> [What to produce]: Lines that include the string "matches" are the ones to copy from the entries below.

====== Task data ======

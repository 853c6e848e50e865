//! Channel registry: manages all active connector instances.
//!
//! Merges inbound events from every connector into one stream for the
//! pipeline, remembers which connector each chat channel arrived on, and
//! routes outbound messages back through that connector.

use std::collections::HashMap;
use std::sync::Arc;

use async_trait::async_trait;
use dashmap::DashMap;
use streamchat_core::channel::{Channel, OutboundSink};
use streamchat_core::error::ChannelError;
use streamchat_core::event::ChatEvent;
use streamchat_core::message::OutboundMessage;
use tokio::sync::mpsc;
use tracing::{debug, info, warn};

/// Capacity of the merged inbound stream.
const MERGED_BUFFER: usize = 256;

/// Central registry holding all enabled connectors.
#[derive(Default)]
pub struct ChannelRegistry {
    connectors: HashMap<String, Arc<dyn Channel>>,
    /// chat channel → connector name
    routes: Arc<DashMap<String, String>>,
}

impl ChannelRegistry {
    /// Create an empty registry.
    pub fn new() -> Self {
        Self::default()
    }

    /// Register a connector.
    pub fn register(&mut self, connector: Arc<dyn Channel>) {
        let name = connector.name().to_string();
        info!(connector = %name, "Registered connector");
        self.connectors.insert(name, connector);
    }

    /// Get a connector by name.
    pub fn get(&self, name: &str) -> Option<&Arc<dyn Channel>> {
        self.connectors.get(name)
    }

    /// List all registered connector names.
    pub fn list(&self) -> Vec<String> {
        self.connectors.keys().cloned().collect()
    }

    pub fn len(&self) -> usize {
        self.connectors.len()
    }

    pub fn is_empty(&self) -> bool {
        self.connectors.is_empty()
    }

    /// Connector that last delivered an event for `channel`.
    pub fn route(&self, channel: &str) -> Option<String> {
        self.routes.get(channel).map(|r| r.value().clone())
    }

    /// Start all connectors and merge their event streams into one receiver.
    pub async fn start_all(
        &self,
    ) -> Result<mpsc::Receiver<Result<ChatEvent, ChannelError>>, ChannelError> {
        let (merged_tx, merged_rx) = mpsc::channel(MERGED_BUFFER);

        for (name, connector) in &self.connectors {
            let mut rx = connector.start().await?;
            let tx = merged_tx.clone();
            let routes = self.routes.clone();
            let connector_name = name.clone();

            tokio::spawn(async move {
                while let Some(next) = rx.recv().await {
                    if let Ok(event) = &next {
                        routes.insert(event.channel.clone(), connector_name.clone());
                    }
                    if tx.send(next).await.is_err() {
                        break; // Merged receiver dropped
                    }
                }
                debug!(connector = %connector_name, "Connector stream ended");
            });

            info!(connector = %name, "Started connector");
        }

        Ok(merged_rx)
    }

    /// Send a message through a specific connector.
    pub async fn send_to(
        &self,
        connector_name: &str,
        message: &OutboundMessage,
    ) -> Result<(), ChannelError> {
        let connector = self.connectors.get(connector_name).ok_or_else(|| {
            ChannelError::NotConfigured(format!("Connector '{connector_name}' not found"))
        })?;

        connector.send(message).await
    }

    /// Pick the connector for an outbound message: the one its channel came in
    /// on, or the only connector there is.
    fn resolve(&self, channel: &str) -> Result<String, ChannelError> {
        if let Some(name) = self.route(channel) {
            return Ok(name);
        }
        match self.connectors.keys().next() {
            Some(name) if self.connectors.len() == 1 => Ok(name.clone()),
            _ => Err(ChannelError::NotConfigured(format!(
                "No connector known for channel '{channel}'"
            ))),
        }
    }

    /// Stop all connectors gracefully.
    pub async fn stop_all(&self) {
        for (name, connector) in &self.connectors {
            if let Err(e) = connector.stop().await {
                warn!(connector = %name, error = %e, "Failed to stop connector");
            }
        }
    }

    /// Run health checks on all connectors.
    pub async fn health_check_all(&self) -> HashMap<String, bool> {
        let mut results = HashMap::new();
        for (name, connector) in &self.connectors {
            let healthy = connector.health_check().await.unwrap_or(false);
            results.insert(name.clone(), healthy);
        }
        results
    }
}

#[async_trait]
impl OutboundSink for ChannelRegistry {
    async fn deliver(&self, message: OutboundMessage) -> Result<(), ChannelError> {
        let connector = self.resolve(&message.channel)?;
        self.send_to(&connector, &message).await
    }
}

#[cfg(test)]
mod tests {
    use super::*;
    use std::sync::Mutex;
    use std::sync::atomic::{AtomicBool, Ordering};
    use streamchat_core::message::Provenance;

    struct MockConnector {
        name: String,
        inbound: Mutex<Option<mpsc::Receiver<Result<ChatEvent, ChannelError>>>>,
        sent: Mutex<Vec<String>>,
        started: AtomicBool,
        stopped: AtomicBool,
    }

    impl MockConnector {
        fn new(name: &str) -> (Arc<Self>, mpsc::Sender<Result<ChatEvent, ChannelError>>) {
            let (tx, rx) = mpsc::channel(8);
            let connector = Arc::new(Self {
                name: name.into(),
                inbound: Mutex::new(Some(rx)),
                sent: Mutex::new(Vec::new()),
                started: AtomicBool::new(false),
                stopped: AtomicBool::new(false),
            });
            (connector, tx)
        }

        fn sent(&self) -> Vec<String> {
            self.sent.lock().unwrap().clone()
        }
    }

    #[async_trait]
    impl Channel for MockConnector {
        fn name(&self) -> &str {
            &self.name
        }

        async fn start(
            &self,
        ) -> Result<mpsc::Receiver<Result<ChatEvent, ChannelError>>, ChannelError> {
            self.started.store(true, Ordering::SeqCst);
            self.inbound
                .lock()
                .unwrap()
                .take()
                .ok_or_else(|| ChannelError::NotConfigured("already started".into()))
        }

        async fn send(&self, message: &OutboundMessage) -> Result<(), ChannelError> {
            self.sent.lock().unwrap().push(message.text.clone());
            Ok(())
        }

        async fn stop(&self) -> Result<(), ChannelError> {
            self.stopped.store(true, Ordering::SeqCst);
            Ok(())
        }

        async fn health_check(&self) -> Result<bool, ChannelError> {
            Ok(self.started.load(Ordering::SeqCst))
        }
    }

    fn reply(channel: &str, text: &str) -> OutboundMessage {
        OutboundMessage::new(channel, text, Provenance::Generated, 1)
    }

    #[test]
    fn register_and_list() {
        let mut reg = ChannelRegistry::new();
        assert!(reg.is_empty());
        reg.register(MockConnector::new("twitch").0);
        reg.register(MockConnector::new("console").0);

        assert_eq!(reg.len(), 2);
        assert!(reg.list().contains(&"twitch".to_string()));
        assert!(reg.get("console").is_some());
        assert!(reg.get("slack").is_none());
    }

    #[tokio::test]
    async fn merges_streams_and_learns_routes() {
        let (a, a_tx) = MockConnector::new("a");
        let (b, b_tx) = MockConnector::new("b");
        let mut reg = ChannelRegistry::new();
        reg.register(a.clone());
        reg.register(b.clone());

        let mut merged = reg.start_all().await.unwrap();
        a_tx.send(Ok(ChatEvent::message("#one", "x", "hi"))).await.unwrap();
        b_tx.send(Ok(ChatEvent::message("#two", "y", "yo"))).await.unwrap();

        let mut seen = Vec::new();
        for _ in 0..2 {
            seen.push(merged.recv().await.unwrap().unwrap().channel);
        }
        seen.sort();
        assert_eq!(seen, vec!["#one", "#two"]);
        assert_eq!(reg.route("#one").as_deref(), Some("a"));
        assert_eq!(reg.route("#two").as_deref(), Some("b"));

        reg.deliver(reply("#two", "back to b")).await.unwrap();
        assert_eq!(b.sent(), vec!["back to b"]);
        assert!(a.sent().is_empty());

        let err = reg.deliver(reply("#nowhere", "lost")).await.unwrap_err();
        assert!(matches!(err, ChannelError::NotConfigured(_)));
    }

    #[tokio::test]
    async fn single_connector_is_the_fallback_route() {
        let (only, _tx) = MockConnector::new("console");
        let mut reg = ChannelRegistry::new();
        reg.register(only.clone());

        reg.deliver(reply("#anything", "hello")).await.unwrap();
        assert_eq!(only.sent(), vec!["hello"]);
    }

    #[tokio::test]
    async fn connector_errors_pass_through() {
        let (a, a_tx) = MockConnector::new("a");
        let mut reg = ChannelRegistry::new();
        reg.register(a);

        let mut merged = reg.start_all().await.unwrap();
        a_tx.send(Err(ChannelError::ConnectionLost("socket closed".into())))
            .await
            .unwrap();
        let next = merged.recv().await.unwrap();
        assert!(matches!(next, Err(ChannelError::ConnectionLost(_))));
    }

    #[tokio::test]
    async fn lifecycle_and_health() {
        let (ch, _tx) = MockConnector::new("test");
        let mut reg = ChannelRegistry::new();
        reg.register(ch.clone());

        let health = reg.health_check_all().await;
        assert_eq!(health.get("test"), Some(&false));

        let _rx = reg.start_all().await.unwrap();
        let health = reg.health_check_all().await;
        assert_eq!(health.get("test"), Some(&true));

        reg.stop_all().await;
        assert!(ch.stopped.load(Ordering::SeqCst));
    }

    #[tokio::test]
    async fn send_to_unknown_connector_fails() {
        let reg = ChannelRegistry::new();
        let result = reg.send_to("nonexistent", &reply("#c", "x")).await;
        assert!(matches!(result, Err(ChannelError::NotConfigured(_))));
    }
}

======

> [Your solution]:
        assert!(matches!(err, ChannelError::NotConfigured(_)));
        assert!(matches!(next, Err(ChannelError::ConnectionLost(_))));
        assert!(matches!(result, Err(ChannelError::NotConfigured(_))));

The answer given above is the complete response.